This\emph{ non-authoritative, derived}, version is to facilitate easier edits/contributions and collaboration.
See \url{https://github.com/DP-3T/} for the correct versions.
\end{center}
\pagebreak
\begin{center}{\Large{\bfseries
Decentralized Privacy-Preserving\\
Proximity Tracing}\\[0.5cm]
Overview of Data Protection and Security}\\
Version: 3rd April 2020. Contact the first author for the latest version.\\[1cm]
\textbf{EPFL} : Prof. Carmela Troncoso, Prof. Mathias Payer, Prof. Jean-Pierre\\
Hubaux, Prof. Marcel Salathé, Prof. James Larus, Prof. Edouard
Bugnion, Dr. Wouter Lueks, Theresa Stadler, Dr. Apostolos Pyrgelis, Dr.

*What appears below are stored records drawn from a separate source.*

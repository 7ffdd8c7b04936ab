//! Orchestration layer for kiln.
//!
//! - [`build`]: compiler invocation with a single in-flight build, plus running the result.
//! - [`debug`]: breakpoint bookkeeping and `gdb` launch.
//! - [`config`]: `~/.kiln/config.toml`.
//! - [`Workbench`]: the explicitly owned object tying tabs, project, build and
//!   language server together.

pub mod build;
pub mod config;
pub mod debug;
mod workbench;

pub use build::{
    BUILD_SUCCEEDED_NO_OUTPUT, BuildOrchestrator, BuildReport, BuildSettings, BuildSubmission,
    BuildTicket, COMPILER_SPAWN_FAILED, Launcher, RunError, ShellLauncher, build_command,
    flags_to_string, sources_to_string,
};
pub use config::{BuildConfig, ConfigError, EditorConfig, KilnConfig, LSP_COMMAND_ENV};
pub use debug::{Breakpoint, BreakpointKind, BreakpointStatus, DebugError, DebugSession};
pub use workbench::{Workbench, WorkbenchError};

Daniele Antonioli, Ludovic Barman, Sylvain Chatel
\textbf{ETHZ} : Prof. Kenneth Paterson, Prof. Srdjan Capkun, Prof. David Basin,
Dennis Jackson
\textbf{KU Leuven} : Prof. Bart Preneel, Prof. Nigel Smart, Dr. Dave Singelee,
Dr. Aysajan Abidin
\textbf{TU Delft} : Prof. Seda Guerses
\textbf{University College London} : Dr. Michael Veale
\textbf{CISPA} : Prof. Cas Cremers
\textbf{University of Oxford} : Dr. Reuben Binns
\textbf{TU Berlin / Fraunhofer HHI} : Prof. Thomas Wiegand
\end{center}
\clearpage
\singlespace \noindent
There is growing political and epidemiological interest in deploying technological approaches to help individuals and countries navigate the COVID-19 pandemic. One approach has been to make use of low-powered Bluetooth sensors on smartphones to inform users when they have been in contact with individuals who have since tested positive, and to support
epidemiologists with modelling efforts. However, some infrastructures that can enable
proportionate proximity tracing may fail to protect data, or be misused or extended far
beyond their initial purpose and beyond the lifetime of the crisis. This is all the more
important given the truly global nature of this challenge and the fact that the pandemic
crosses across borders and jurisdictions with different levels of fundamental rights
guarantees or in times where many governments are functioning under rules of exception.

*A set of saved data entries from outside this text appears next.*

impl<P: ServerProcess> LspClient<P> {
    pub fn with_process(settings: LspSettings, process: P) -> Self {
        Self {
            settings,
            shared: Arc::new(Shared {
                process: tokio::sync::Mutex::new(process),
                outbox: std::sync::Mutex::new(None),
                state: std::sync::Mutex::new(LspState::Stopped),
                next_id: AtomicU64::new(1),
                pending: std::sync::Mutex::new(HashMap::new()),
                callbacks: RwLock::new(Callbacks::default()),
                diagnostics: std::sync::Mutex::new(DiagnosticsStore::new()),
                stop_reason: std::sync::Mutex::new(None),
                session: AtomicU64::new(0),
            }),
            reader_task: None,
            writer_task: None,
        }
    }

    #[must_use]
    pub fn settings(&self) -> &LspSettings {
        &self.settings
    }

    #[must_use]
    pub fn state(&self) -> LspState {
        self.shared.state()
    }

    #[must_use]
    pub fn is_running(&self) -> bool {
        self.state() == LspState::Running
    }

    /// Why the most recent session ended, if one has.
    #[must_use]
    pub fn stop_reason(&self) -> Option<StopReason> {
        self.shared
            .stop_reason
            .lock()
            .unwrap_or_else(PoisonError::into_inner)
            .clone()
    }

    /// Called on the reader task with the document URI and its full list of
    /// diagnostics.
    pub fn set_on_diagnostics(&self, f: impl Fn(&str, &[Diagnostic]) + Send + Sync + 'static) {
        self.shared.callbacks_mut().diagnostics = Some(Arc::new(f));
    }

    /// Called on the reader task with the id returned by
    /// [`request_completion`](Self::request_completion).
    pub fn set_on_completion(
        &self,
        f: impl Fn(RequestId, &[CompletionItem]) + Send + Sync + 'static,
    ) {
        self.shared.callbacks_mut().completion = Some(Arc::new(f));
    }

    /// Called once per session when it ends, whatever the cause.
    pub fn set_on_stopped(&self, f: impl Fn(&StopReason) + Send + Sync + 'static) {
        self.shared.callbacks_mut().stopped = Some(Arc::new(f));
    }

    #[must_use]
    pub fn diagnostics_snapshot(&self) -> DiagnosticsSnapshot {
        self.shared
            .diagnostics
            .lock()
            .unwrap_or_else(PoisonError::into_inner)
            .snapshot()
    }

    /// Requests sent and not yet answered.
    #[must_use]
    pub fn pending_requests(&self) -> usize {
        self.shared.pending().len()
    }

    /// Start with the current directory as the workspace root.
    pub async fn start(&mut self) -> Result<(), LspError> {
        let root = std::env::current_dir().map_err(|source| LspError::Spawn {
            command: self.settings.command.clone(),
            source,
        })?;
        self.start_in(&root).await
    }

    /// Spawn the server and send the `initialize` handshake. A no-op when a
    /// session is already running.
    ///
    /// `initialized` follows `initialize` immediately; the client does not
    /// wait for the server's answer before using the session.
    pub async fn start_in(&mut self, root: &Path) -> Result<(), LspError> {
        if self.is_running() {
            return Ok(());
        }
        self.reap().await;

        let root_uri =
            protocol::path_to_file_uri(root).ok_or_else(|| LspError::Uri(root.to_path_buf()))?;

        self.shared.set_state(LspState::Starting);
        let reader = {
            let mut process = self.shared.process.lock().await;
            process
                .spawn(&self.settings.command, &self.settings.args)
                .map(|()| process.take_reader())
        };
        let reader = match reader {
            Ok(Some(reader)) => reader,
            Ok(None) => {
                self.shared.set_state(LspState::Stopped);
                return Err(LspError::Spawn {
                    command: self.settings.command.clone(),
                    source: std::io::Error::other("server has no output stream"),
                });
            }
            Err(e) => {
                self.shared.set_state(LspState::Stopped);
                tracing::warn!("{e}");
                return Err(e);
            }
        };

        let session = self.shared.session.fetch_add(1, Ordering::SeqCst) + 1;
        *self
            .shared
            .stop_reason
            .lock()
            .unwrap_or_else(PoisonError::into_inner) = None;
        self.shared
            .diagnostics
            .lock()
            .unwrap_or_else(PoisonError::into_inner)
            .clear();
        let (outbox_tx, outbox_rx) = mpsc::unbounded_channel();
        *self
            .shared
            .outbox
            .lock()
            .unwrap_or_else(PoisonError::into_inner) = Some(outbox_tx);
        self.writer_task = Some(tokio::spawn(write_loop(
            Arc::clone(&self.shared),
            outbox_rx,
        )));
        self.shared.set_state(LspState::Running);
        self.reader_task = Some(tokio::spawn(read_loop(
            Arc::clone(&self.shared),
            reader,
            session,
        )));
        tracing::info!(
            command = %self.settings.command,
            root = %root.display(),
            "Language server started"
        );

        let handshake = async {
            self.shared
                .send_request(
                    protocol::INITIALIZE,
                    Some(protocol::initialize_params(root_uri.as_str())),
                    RequestKind::Initialize,
                )
                .await?;
            self.shared
                .send_notification(protocol::INITIALIZED, Some(serde_json::json!({})))
                .await
        };
        if let Err(e) = handshake.await {
            tracing::warn!("LSP handshake failed: {e}");
            self.stop().await;
            return Err(e);
        }
        Ok(())
    }

    /// Shut the session down and wait for its tasks. Safe to call when the
    /// server already died or was never started.
    pub async fn stop(&mut self) {
        if self.state() == LspState::Stopped
            && self.reader_task.is_none()
            && self.writer_task.is_none()
        {
            return;
        }
        let session = self.shared.session.load(Ordering::SeqCst);
        let grace = self.settings.shutdown_timeout();

        if matches!(self.state(), LspState::Running | LspState::Starting) {
            self.shared.set_state(LspState::Stopping);
            if self.server_alive() {
                self.send_goodbye(grace).await;
            } else {
                tracing::debug!("Language server already gone, skipping shutdown");
            }
        }

        self.shared.close_outbox();
        if let Some(mut task) = self.writer_task.take()
            && tokio::time::timeout(grace, &mut task).await.is_err()
        {
            tracing::debug!("LSP writer stuck, aborting");
            task.abort();
            let _ = task.await;
        }
        self.shared.process.lock().await.close_handles(grace).await;

        if let Some(mut task) = self.reader_task.take()
            && tokio::time::timeout(grace, &mut task).await.is_err()
        {
            tracing::debug!("LSP reader did not finish, aborting");
            task.abort();
        }
        self.shared.finish_session(session, StopReason::Requested);
    }

    /// `shutdown` then `exit`, bounded by `grace` so a server that stopped
    /// reading its stdin cannot hold up `stop()`.
    async fn send_goodbye(&self, grace: std::time::Duration) {
        let goodbye = async {
            self.shared
                .send_request(protocol::SHUTDOWN, None, RequestKind::Shutdown)
                .await?;
            self.shared.send_notification(protocol::EXIT, None).await
        };
        match tokio::time::timeout(grace, goodbye).await {
            Ok(Ok(())) => {}
            Ok(Err(e)) => tracing::debug!("Failed to send shutdown: {e}"),
            Err(_) => tracing::debug!("Timed out sending shutdown"),
        }
    }

    /// A writer holding the process lock means the child is still reading.
    fn server_alive(&self) -> bool {
        match self.shared.process.try_lock() {
            Ok(mut process) => process.is_alive(),
            Err(_) => true,
        }
    }

    /// Join whatever is left of a previous session.
    async fn reap(&mut self) {
        self.shared.close_outbox();
        for task in [self.reader_task.take(), self.writer_task.take()]
            .into_iter()
            .flatten()
        {
            task.abort();
            let _ = task.await;
        }
        let grace = self.settings.shutdown_timeout();
        self.shared.process.lock().await.close_handles(grace).await;
    }

    fn ensure_running(&self) -> Result<(), LspError> {
        if self.is_running() {
            Ok(())
        } else {
            Err(LspError::NotRunning)
        }
    }

    /// Ask for completions at a 0-indexed position. The returned id is the one
    /// the completion callback will be invoked with.
    pub async fn request_completion(
        &self,
        path: &Path,
        line: u32,
        character: u32,
    ) -> Result<RequestId, LspError> {
        let uri = document_uri(path)?;
        self.request_completion_uri(&uri, line, character).await
    }

    pub async fn request_completion_uri(
        &self,
        uri: &str,
        line: u32,
        character: u32,
    ) -> Result<RequestId, LspError> {
        self.ensure_running()?;
        let id = self
            .shared
            .send_request(
                protocol::COMPLETION,
                Some(protocol::completion_params(uri, line, character)),
                RequestKind::Completion,
            )
            .await?;
        Ok(RequestId::new(id))
    }

    pub async fn did_open(&self, path: &Path, text: &str) -> Result<(), LspError> {
        let uri = document_uri(path)?;
        self.did_open_uri(&uri, text).await
    }

    pub async fn did_open_uri(&self, uri: &str, text: &str) -> Result<(), LspError> {
        self.ensure_running()?;
        let params = protocol::did_open_params(uri, &self.settings.language_id, text);
        self.shared
            .send_notification(protocol::DID_OPEN, Some(params))
            .await
    }

    /// Replace the server's copy of the document with `text`.
    pub async fn did_change(&self, path: &Path, text: &str) -> Result<(), LspError> {
        let uri = document_uri(path)?;
        self.did_change_uri(&uri, text).await
    }

    pub async fn did_change_uri(&self, uri: &str, text: &str) -> Result<(), LspError> {
        self.ensure_running()?;
        self.shared
            .send_notification(protocol::DID_CHANGE, Some(protocol::did_change_params(uri, text)))
            .await
    }
}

Designs with centralized components, where a single actor, such as a server or a state, can learn a great deal about individuals and communities, need specific attention because if they are attacked, compromised or repurposed, they can create greater harm. \textbf{In order to address these issues, we instead realise the same task using a decentralized design that does not require the centralized collection and processing of information on users}. Such a design builds on strong, mathematically provable support for privacy and data protection goals, minimises the data required to what is necessary for the tasks envisaged, and prevents function creep, for example for law enforcement or intelligence purposes, by strictly limiting how the system can be repurposed with cryptographic methods.\\[0.5cm]
The decentralized system, explained in detail in the accompanying document, works in 4
phases:
\begin{enumerate}\itemsep0pt
\item \textbf{Installation}: the app is installed, generates a secret seed (SK), and derives \textit{Ephemeral Bluetooth IDs} (EphIDs) from it
\item \textbf{Normal operation}: each app broadcasts EphIDs via bluetooth, and records EphIDs that are broadcast by other apps in the vicinity.

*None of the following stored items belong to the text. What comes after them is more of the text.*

//! Atomic file write helpers.
//!
//! Writes go to a temp file in the destination directory which is then renamed
//! over the target, so an interrupted save never leaves a truncated source file.
//! An existing file's Unix permission bits are carried over to the replacement.

use std::fs;
use std::io::{self, Write};
use std::path::Path;

use tempfile::NamedTempFile;
use tracing::debug;

#[derive(Debug, Clone, Copy, PartialEq, Eq)]
pub enum FileSyncPolicy {
    SyncAll,
    SkipSync,
}

#[derive(Debug, Clone, Copy, PartialEq, Eq)]
pub enum ParentDirs {
    /// Create missing parent directories before writing.
    Create,
    /// Fail with `NotFound` when the parent directory is missing.
    Require,
}

#[derive(Debug, Clone, Copy)]
pub struct AtomicWriteOptions {
    pub file_sync: FileSyncPolicy,
    pub parent_dirs: ParentDirs,
}

impl Default for AtomicWriteOptions {
    fn default() -> Self {
        Self {
            file_sync: FileSyncPolicy::SyncAll,
            parent_dirs: ParentDirs::Create,
        }
    }
}

pub fn atomic_write(path: impl AsRef<Path>, bytes: &[u8]) -> io::Result<()> {
    atomic_write_with_options(path, bytes, AtomicWriteOptions::default())
}

pub fn atomic_write_with_options(
    path: impl AsRef<Path>,
    bytes: &[u8],
    options: AtomicWriteOptions,
) -> io::Result<()> {
    let path = path.as_ref();
    let parent = match path.parent() {
        Some(p) if !p.as_os_str().is_empty() => p,
        _ => Path::new("."),
    };

    if matches!(options.parent_dirs, ParentDirs::Create) {
        fs::create_dir_all(parent)?;
    }

    #[cfg(unix)]
    let existing_mode = {
        use std::os::unix::fs::PermissionsExt;
        fs::metadata(path).ok().map(|m| m.permissions().mode())
    };

    let mut tmp = NamedTempFile::new_in(parent)?;
    tmp.write_all(bytes)?;
    if matches!(options.file_sync, FileSyncPolicy::SyncAll) {
        tmp.as_file().sync_all()?;
    }

    #[cfg(unix)]
    if let Some(mode) = existing_mode {
        use std::os::unix::fs::PermissionsExt;
        fs::set_permissions(tmp.path(), fs::Permissions::from_mode(mode))?;
    }

    tmp.persist(path).map_err(|e| e.error)?;
    debug!(path = %path.display(), bytes = bytes.len(), "File persisted");
    Ok(())
}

\item \textbf{Handling infected patients}: after patients are diagnosed, and only with their consent and with authorization from a health authority, they upload specific data from their phone to the backend server. From this data, the identity of the patient cannot
be derived by the server or by the apps of other users (see below), it is nearly
anonymous. Before this point, no data other than the broadcast EphIDs leaves the
phone.
\item \textbf{Decentralized contact tracing}: each app can use the data from the backend to locally compute whether the apps user was in physical proximity of an infected
person and potentially at risk of infection. If they were, the app can inform the user to
take action.
\end{enumerate}
Additionally, app users can voluntarily provide (anonymous) data to epidemiology research
centers.
\begin{figure}
\centering
\includegraphics[scale=0.35]{fig/tracing_system}
\caption{Phases in the decentralized proximity tracing system}
\label{tracing_system}
\end{figure}
The system provides the following security and privacy protections:
\begin{itemize}\itemsep0pt
\item[-] \textbf{Ensures data minimisation}. (See below) No entity can observe or keep record of a global view of the social graph of a population, in anonymized form or otherwise.
\item[-] \textbf{Prevents function creep}. The entities in the system receive the minimum amount of information tailored to their requirements. None can abuse the data for other
purposes, nor can they be coerced or subpoenaed to make data available.
\item[-] \textbf{Protects non-infected users}. No entity, including the backend server, can learn information from non-infected users.
\item[-] \textbf{Graceful dismantling}. The system will organically dismantle itself after the end of the epidemic. Infected patients will stop uploading their data to the central server, and people will stop using the app. Data on the server is removed after 14 days.
\end{itemize}
And entails the following risks:
\begin{itemize}\itemsep0pt
\item[-] An \textit{active tech-savvy} adversary can reidentify EphIDs from infected people \textit{that they have been physically close to in the past} by actively modifying the app and collecting extra information about identities through additional means, such as a surveillance camera to record and identify the individuals. The information learned via the app is, in many cases, already expected to be known to this adversary (e.g., family, friends, neighbours, who will directly inform their close relations and friends). This attack \textbf{is inherent to any proximity-based system notification system}, as the adversary only uses the fact that they are notified together with additional information gathered by their phone or other means.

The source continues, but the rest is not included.